The problem with separate chaining is that as the number of entries in the hash table grows we get more and more collisions and the linked lists tend to get bigger. This impacts the lookup performance because in worst case we have to scan a linked list to find a key in a bucket, whereas we use hash tables for their O(1) complexity. To make sure that the average complexity of lookup in the hash table remains O(1) what we usually do is to expand the table once we cross a threshold load factor. The load factor could be as simple as the number of entries in the table vs the number of buckets. Once this ratio crosses a threshold, say 0.75, we may decide to grow the size of the table so that the hash collisions will go down and lookups will remain fast.

Problem with regrowing is that that we have to allocate new memory for the expanded table and rehash all the keys stored in the previous table (because with increased table size, their bucket index in the new table may change) and then finally copy over all those entries into the new table.
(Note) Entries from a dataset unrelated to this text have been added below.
//! Storage collaborator for chats and messages
//!
//! The relay never mutates conversation state directly: every status
//! transition goes through `cas_update_status`, an atomic compare-and-set
//! against the persisted record. That CAS is the arbitration mechanism for
//! concurrent claim/resolve attempts and stays correct even when multiple
//! relay instances share one store.

pub mod postgres;

#[cfg(test)]
pub mod memory;

use async_trait::async_trait;
use time::OffsetDateTime;
use uuid::Uuid;

use livedesk_shared::{Chat, ChatStatus, Message, SenderType};

pub use postgres::PgChatStore;

/// Storage errors
#[derive(Debug, thiserror::Error)]
pub enum StoreError {
    #[error("Record not found")]
    NotFound,
    #[error("Database error: {0}")]
    Database(String),
}

/// Input for creating a conversation (starts in `waiting`).
#[derive(Debug, Clone)]
pub struct NewChatRecord {
    pub customer_name: String,
    pub customer_email: String,
}

/// Input for persisting a message. The timestamp is assigned by the relay
/// before the record reaches the store.
#[derive(Debug, Clone)]
pub struct NewMessageRecord {
    pub chat_id: Uuid,
    pub sender_type: SenderType,
    pub sender_ref: String,
    pub sender_name: String,
    pub content: String,
    pub timestamp: OffsetDateTime,
}

/// Fields written alongside a status transition.
#[derive(Debug, Clone)]
pub struct StatusUpdate {
    pub new_status: ChatStatus,
    pub agent_id: Option<Uuid>,
    pub agent_name: Option<String>,
    pub ended_at: Option<OffsetDateTime>,
}

/// Outcome of a compare-and-set status transition.
#[derive(Debug, Clone)]
pub enum CasOutcome {
    /// The expected status matched; exactly this caller committed the
    /// transition.
    Updated(Chat),
    /// The chat exists but its status was not the expected one (a racing
    /// caller already transitioned it, or the operation is illegal in the
    /// current state).
    StatusMismatch(ChatStatus),
    /// No chat with that id.
    NotFound,
}

/// Narrow persistence contract consumed by the relay core.
#[async_trait]
pub trait ChatStore: Send + Sync {
    async fn create_chat(&self, record: NewChatRecord) -> Result<Chat, StoreError>;

    async fn get_chat(&self, chat_id: Uuid) -> Result<Option<Chat>, StoreError>;

    /// List chats, optionally filtered by status, newest first.
    async fn list_chats(
        &self,
        status: Option<ChatStatus>,
        limit: i64,
    ) -> Result<Vec<Chat>, StoreError>;

    /// Atomically transition `chat_id` from `expected` to `update.new_status`,
    /// writing the accompanying fields. Never overwrites a status that no
    /// longer matches `expected`.
    async fn cas_update_status(
        &self,
        chat_id: Uuid,
        expected: ChatStatus,
        update: StatusUpdate,
    ) -> Result<CasOutcome, StoreError>;

    async fn create_message(&self, record: NewMessageRecord) -> Result<Message, StoreError>;

    /// Messages for a chat, timestamp ascending.
    async fn list_messages(&self, chat_id: Uuid) -> Result<Vec<Message>, StoreError>;
}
The usual growing factor for the table is 2, i.e. we double the size of the table every time. This gets expensive with every time we have to regrow the table. Although in practice it may work out to be okay.

However for an on disk hash table (for indexing in a database), it is not that simple. You start by allocating a fix number of buckets in a file and the hash function uses the number of buckets to map a key into one of the buckets. When you start getting a high number of collisions or grow beyond a certain load factor, doubling the number of buckets (like in the case of in-memory hash tables) is not that straightforward. Because we would have to rehash and rewrite all the entries and disk i/o is millions of time slower than RAM. This would also have consequences in terms of concurrency, i.e., while we are expanding the index and rewriting the entries all the readers/writers would be blocked for this to finish.
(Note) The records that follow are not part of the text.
//! Chat lifecycle routes
//!
//! Request/response surface for creating, claiming, and resolving
//! conversations. Handlers stay thin: all state-machine logic lives in the
//! lifecycle coordinator.

use axum::{
    extract::{Extension, Path, Query, State},
    Json,
};
use serde::{Deserialize, Serialize};
use uuid::Uuid;

use livedesk_shared::{Chat, ChatStatus, Identity};

use crate::{
    chat::NewChat,
    error::{ApiError, ApiResult},
    state::AppState,
};

// =============================================================================
// Request/Response Types
// =============================================================================

#[derive(Debug, Deserialize)]
pub struct CreateChatRequest {
    pub customer_name: String,
    pub customer_email: String,
    pub initial_message: String,
}

#[derive(Debug, Serialize)]
pub struct ChatResponse {
    pub chat: Chat,
}

#[derive(Debug, Serialize)]
pub struct ChatsListResponse {
    pub chats: Vec<Chat>,
}

#[derive(Debug, Deserialize)]
pub struct ListChatsQuery {
    pub status: Option<String>,
    pub limit: Option<i64>,
}

// =============================================================================
// Handlers
// =============================================================================

/// Create a new chat (customer widget; no credentials)
pub async fn create_chat(
    State(state): State<AppState>,
    Json(req): Json<CreateChatRequest>,
) -> ApiResult<Json<ChatResponse>> {
    let chat = state
        .lifecycle
        .create(NewChat {
            customer_name: req.customer_name,
            customer_email: req.customer_email,
            initial_message: req.initial_message,
        })
        .await?;

    Ok(Json(ChatResponse { chat }))
}

/// List chats for the agent dashboard, newest first
pub async fn list_chats(
    State(state): State<AppState>,
    Extension(_identity): Extension<Identity>,
    Query(query): Query<ListChatsQuery>,
) -> ApiResult<Json<ChatsListResponse>> {
    let status = match query.status.as_deref() {
        Some(s) => Some(
            ChatStatus::parse(s)
                .ok_or_else(|| ApiError::Validation(format!("Unknown status: {s}")))?,
        ),
        None => None,
    };
    let limit = query.limit.unwrap_or(50).clamp(1, 100);

    let chats = state.store.list_chats(status, limit).await?;
    Ok(Json(ChatsListResponse { chats }))
}

/// Get a chat snapshot
pub async fn get_chat(
    State(state): State<AppState>,
    Extension(_identity): Extension<Identity>,
    Path(chat_id): Path<Uuid>,
) -> ApiResult<Json<ChatResponse>> {
    let chat = state
        .store
        .get_chat(chat_id)
        .await?
        .ok_or(ApiError::NotFound)?;
    Ok(Json(ChatResponse { chat }))
}

/// Claim a waiting chat for the authenticated agent
pub async fn claim_chat(
    State(state): State<AppState>,
    Extension(identity): Extension<Identity>,
    Path(chat_id): Path<Uuid>,
) -> ApiResult<Json<ChatResponse>> {
    let chat = state.lifecycle.claim(chat_id, &identity).await?;
    Ok(Json(ChatResponse { chat }))
}

/// Resolve a chat
pub async fn resolve_chat(
    State(state): State<AppState>,
    Extension(identity): Extension<Identity>,
    Path(chat_id): Path<Uuid>,
) -> ApiResult<Json<ChatResponse>> {
    let chat = state.lifecycle.resolve(chat_id, &identity).await?;
    Ok(Json(ChatResponse { chat }))
}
Then how do we expand the index cheaply for the on disk case? This was answered in the 1980 by Litwin in a paper titled "Linear Hashing: A New Tool for File and Table Addressing" . Using linear hashing it is possible to access any record from the disk in two accesses. Linear hashing involves linearly growing the table one bucket at a time instead of the exponential growth when we double the table size every time.

Linear hashing technique is part of a family of hashing techniques called dynamic hashing. In dynamic hashing we use a family of hash function rather than a single fixed hash function (as is done in a static hash table implementation). Linear hashing is a specific example of dynamic hashing where we use two hash functions at any point of time. Following is an outline of how it works:

We start with following variables:

n = number of initial buckets (must be a power of 2)
s = 0 (this is the index of the bucket which is to be split next)
i = number of bits required to address the n buckets.

For load factor we will use the following formula:

load_factor = number of entries / 2 * number of buckets

The number 2 in the denominator is to allow on average 2 records in a chain in any given bucket. For 1 entry and 2 buckets, load factor is 1/4. For 2 entries and 2 buckets it is 1/2, for 3 entries and 2 buckets it is 3/4. For 4 entries and 2 buckets it will be 1. And so on. We will use the threshold for load factor as 0.8.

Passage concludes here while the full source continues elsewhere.